PCR扩增DNA(PCR Amplify DNA)实验原理、材料和操作步骤
【实验原理】
聚合酶链反应(polymerasechainreaction,PCR)是一种体外
DNA扩增技术,1985年由Mullis等人创立。该技术能在几小时的实验操作中,将人为选定的一段DNA扩增几百万倍,具有灵敏度高、特异性强、操作简便和应用广泛等优点,目前已成为分子生物学及基因工程中极为有用的研究手段,另外在医学研究和医疗诊断中亦体现出极大的应用价值。

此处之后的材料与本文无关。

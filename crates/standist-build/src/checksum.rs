//! Digest verification for fetched tarballs.

use md5::Md5;
use sha1::Sha1;
use sha2::{Digest, Sha256, Sha384, Sha512};
use std::fs::File;
use std::io;
use std::path::Path;

use crate::Result;

/// Supported digest algorithms.
#[derive(Debug, Clone, Copy, PartialEq, Eq)]
pub enum ChecksumKind {
    Md5,
    Sha1,
    Sha256,
    Sha384,
    Sha512,
}

impl ChecksumKind {
    /// Detect the algorithm from the length of a hex digest string.
    pub fn from_hex_length(len: usize) -> Option<Self> {
        match len {
            32 => Some(ChecksumKind::Md5),
            40 => Some(ChecksumKind::Sha1),
            64 => Some(ChecksumKind::Sha256),
            96 => Some(ChecksumKind::Sha384),
            128 => Some(ChecksumKind::Sha512),
            _ => None,
        }
    }
}

/// Compare a file's digest against an expected hex string.
pub fn verify_file(path: &Path, expected: &str, kind: ChecksumKind) -> Result<bool> {
    let actual = match kind {
        ChecksumKind::Md5 => hex_digest::<Md5>(path)?,
        ChecksumKind::Sha1 => hex_digest::<Sha1>(path)?,
        ChecksumKind::Sha256 => hex_digest::<Sha256>(path)?,
        ChecksumKind::Sha384 => hex_digest::<Sha384>(path)?,
        ChecksumKind::Sha512 => hex_digest::<Sha512>(path)?,
    };
    Ok(actual.eq_ignore_ascii_case(expected))
}

/// SHA-256 digest of a file as lowercase hex.
pub fn file_sha256(path: &Path) -> Result<String> {
    hex_digest::<Sha256>(path)
}

fn hex_digest<D: Digest + io::Write>(path: &Path) -> Result<String> {
    let mut file = File::open(path)?;
    let mut hasher = D::new();
    io::copy(&mut file, &mut hasher)?;
    let digest = hasher.finalize();
    Ok(digest.iter().map(|byte| format!("{:02x}", byte)).collect())
}
//! HTTP retrieval for the fetcher and the provisioner.

mod client;

pub use client::{HttpClient, HttpClientConfig, HttpError};
//! Staging directory lifecycle.
//!
//! The staging directory is owned by exactly one build run. `prepare`
//! removes whatever a previous or interrupted run left behind (the
//! directory and the output archive) before creating it fresh; `discard`
//! tears it down once the archive is written.

use std::fs;
use std::path::{Path, PathBuf};

use log::debug;

use crate::Result;

#[derive(Debug)]
pub struct Staging {
    path: PathBuf,
}

impl Staging {
    /// Delete any stale staging directory and previous output archive, then
    /// create the staging directory fresh.
    pub fn prepare(path: &Path, previous_output: &Path) -> Result<Self> {
        if path.exists() {
            debug!("removing stale staging directory {}", path.display());
            fs::remove_dir_all(path)?;
        }
        if previous_output.exists() {
            debug!("removing previous archive {}", previous_output.display());
            fs::remove_file(previous_output)?;
        }
        fs::create_dir_all(path)?;
        Ok(Self {
            path: path.to_path_buf(),
        })
    }

    pub fn path(&self) -> &Path {
        &self.path
    }

    pub fn discard(self) -> Result<()> {
        fs::remove_dir_all(&self.path)?;
        Ok(())
    }
}

#[cfg(test)]
mod tests {
    use super::*;
    use tempfile::TempDir;

    #[test]
    fn test_prepare_creates_empty_directory() {
        let root = TempDir::new().unwrap();
        let staging_path = root.path().join("stage");
        let output = root.path().join("out.zip");

        let staging = Staging::prepare(&staging_path, &output).unwrap();
        assert!(staging.path().is_dir());
        assert_eq!(fs::read_dir(staging.path()).unwrap().count(), 0);
    }

    #[test]
    fn test_prepare_removes_stale_contents_and_archive() {
        let root = TempDir::new().unwrap();
        let staging_path = root.path().join("stage");
        let output = root.path().join("out.zip");

        fs::create_dir_all(staging_path.join("leftover-dir")).unwrap();
        fs::write(staging_path.join("leftover.tar.gz"), b"stale").unwrap();
        fs::write(&output, b"old archive").unwrap();

        let staging = Staging::prepare(&staging_path, &output).unwrap();
        assert_eq!(fs::read_dir(staging.path()).unwrap().count(), 0);
        assert!(!output.exists());
    }

    #[test]
    fn test_discard_removes_directory() {
        let root = TempDir::new().unwrap();
        let staging_path = root.path().join("stage");
        let output = root.path().join("out.zip");

        let staging = Staging::prepare(&staging_path, &output).unwrap();
        fs::write(staging.path().join("file"), b"x").unwrap();
        staging.discard().unwrap();
        assert!(!staging_path.exists());
    }
}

PCR的工作原理类似于DNA的体内复制过程,是将待扩增的DNA片断和与其两侧互补的寡核苷酸链引物经变性、退火及延伸三步反应的多次循环,使特定的DNA片断在数量上呈指数增加。PCR扩增首先需要一对引物,根据待扩增区域两侧的已知序列合成两个与模板DNA互补的寡核苷酸作为引物,引物序列将决定扩增片段的特异性和片段长度。反应体系由模板DNA、一对引物、dNTP、耐高温的DNA聚合酶、酶反应缓冲体系及必须的离子等所组成。PCR反应循环的第一步为加热变性,使双链模板DNA变性为单链;第二步为复性,每个引物将与互补的DNA序列杂交;第三步为延伸,在耐高温的DNA聚合酶作用下,以变性的单链DNA
为模板,从引物3ˊ端开始按5ˊ→3ˊ方向合成DNA链。这样经过一个周期的变性——复性——延伸等三步反应就可以产生倍增的DNA,假设PCR的效率为
100%,反复n周期后,理论上就能扩增2n倍。PCR反应一般30-40次循环,DNA片段可放大数百万倍。

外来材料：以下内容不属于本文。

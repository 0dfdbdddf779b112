//! Terminal output and progress reporting.

mod output;
mod progress;

pub use output::{Output, Verbosity};
pub use progress::ProgressManager;
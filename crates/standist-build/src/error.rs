use thiserror::Error;

#[derive(Error, Debug)]
pub enum BuildError {
    // Manifest errors
    #[error("Failed to parse dist manifest: {0}")]
    ManifestParse(#[from] serde_json::Error),

    #[error("Invalid dist manifest: {message}")]
    InvalidManifest { message: String },

    // Network errors
    #[error("Network error: {0}")]
    Network(#[from] reqwest::Error),

    // IO errors
    #[error("IO error: {0}")]
    Io(#[from] std::io::Error),

    // Fetch errors
    #[error("Download failed for {package}: {reason}")]
    DownloadFailed { package: String, reason: String },

    #[error("Checksum mismatch for {package}")]
    ChecksumMismatch { package: String },

    // Archive errors
    #[error("Unknown archive type: {0}")]
    UnknownArchive(String),

    #[error("Extraction failed: {0}")]
    Extraction(String),

    #[error("Packaging failed: {0}")]
    Packaging(String),

    // Ordering errors
    #[error("Dependency cycle among packages: {cycle}")]
    CyclicDependency { cycle: String },

    #[error("No unpacked directory found for package {name}")]
    MissingPackageDir { name: String },

    #[error("Unexpected entry in staging directory: {0}")]
    UnexpectedStagingEntry(String),

    // Submodule errors
    #[error("Submodule not present: {path}")]
    SubmoduleMissing { path: String },

    #[error("Git error: {0}")]
    Git(#[from] git2::Error),

    // Provisioning errors
    #[error("Provisioning failed: {0}")]
    Provision(String),

    #[error("Command {command} exited with status {status}")]
    CommandFailed { command: String, status: i32 },
}

pub type Result<T> = std::result::Result<T, BuildError>;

常规PCR反应用于已知DNA序列的扩增,变性温度为95℃,复性温度为37℃~55℃,延伸合成温度为72℃,DNA聚合酶为Taq酶(可耐受95℃左右的高温而不失活),反应循环数为30。
【实验材料】
1.实验器材
PCR扩增仪,台式高速离心机,移液器,经高压灭菌后的Eppendorf 管,电泳仪。
2.实验试剂
(1)模板DNA(0.1µg/µl):用牙签挑取单菌落悬浮到50µl的裂解液中(裂解液
1%TritonX-100,20mmol/lTris-HClPH8.2,2mmol/lEDTA),95℃温浴10分钟,10000rpm离心5分钟,取2µl上清液用于总体积50µl的PCR反应。
(2)TaqDNA聚合酶(5U/µl),10×扩增缓冲液,dNTP(1mmol/L):购买
(3)引物(100pmol/L):设计并合成与目的DNA两侧互补的引物内。
【实验操作】
1.准备PCR反应溶液
(1)按以下次序,将下列成分在0.5ml灭菌Eppendorf管内混合:
10×扩增缓冲液10µl
4×dNTPs(包括四种dNTP)8µl
引物 11µl
引物21µl
模板DNA1µl(10ng)
TaqDNA聚合酶1µl(2.5U)
加水至终体积100µl
(2)用手指轻弹Eppendorf管底部,使溶液混匀。在台式离心机中离心2秒以集中溶液于管底。
(3)加石蜡油50µl封住溶液表面。
2.PCR扩增反应
将加好样品的Eppendorf管置于PCR扩增仪内,95℃5分钟,使模板DNA 完全变性。然后按95℃变性1分钟,55℃退火45秒,72℃延伸1分钟,重复循环30次,循环结束后72℃延伸8分钟。反应完毕,将样品取出置-4℃待用。
【实验结果】
取出样品,进行琼脂糖凝胶电泳或聚丙烯酰胺电泳,溴化乙锭(EB)染色,观察DNA条带。
【讨论】
1.PCR结果若出现非特异性的扩增条带,有必要进一步优化反应条件,包括改变退火温度和时间,调整Mg2+浓度等。
2.PCR反应特异性强,引物浓度、TaqDNA聚合酶和dNTP的量不宜过多。
3.引物设计要合理。一般引物长度为18
个~30个核苷酸;引物间的G+C含量应为40%~60%,而且避免引物内部产生二级结构;引物3ˊ端不应该互补,避免在PCR反应过程中产生引物二聚体;避免引物3ˊ端出现3个连续的G或C;理想的情况下,成对引物的G、C含量应相似以便以相近的退火温度与互补的模板链相结合,此外,引物5ˊ端序列对于后续操作也是十分有用的,例如,对PCR产物进行克隆时,可以考虑在引物5ˊ端引入限制性酶切位点。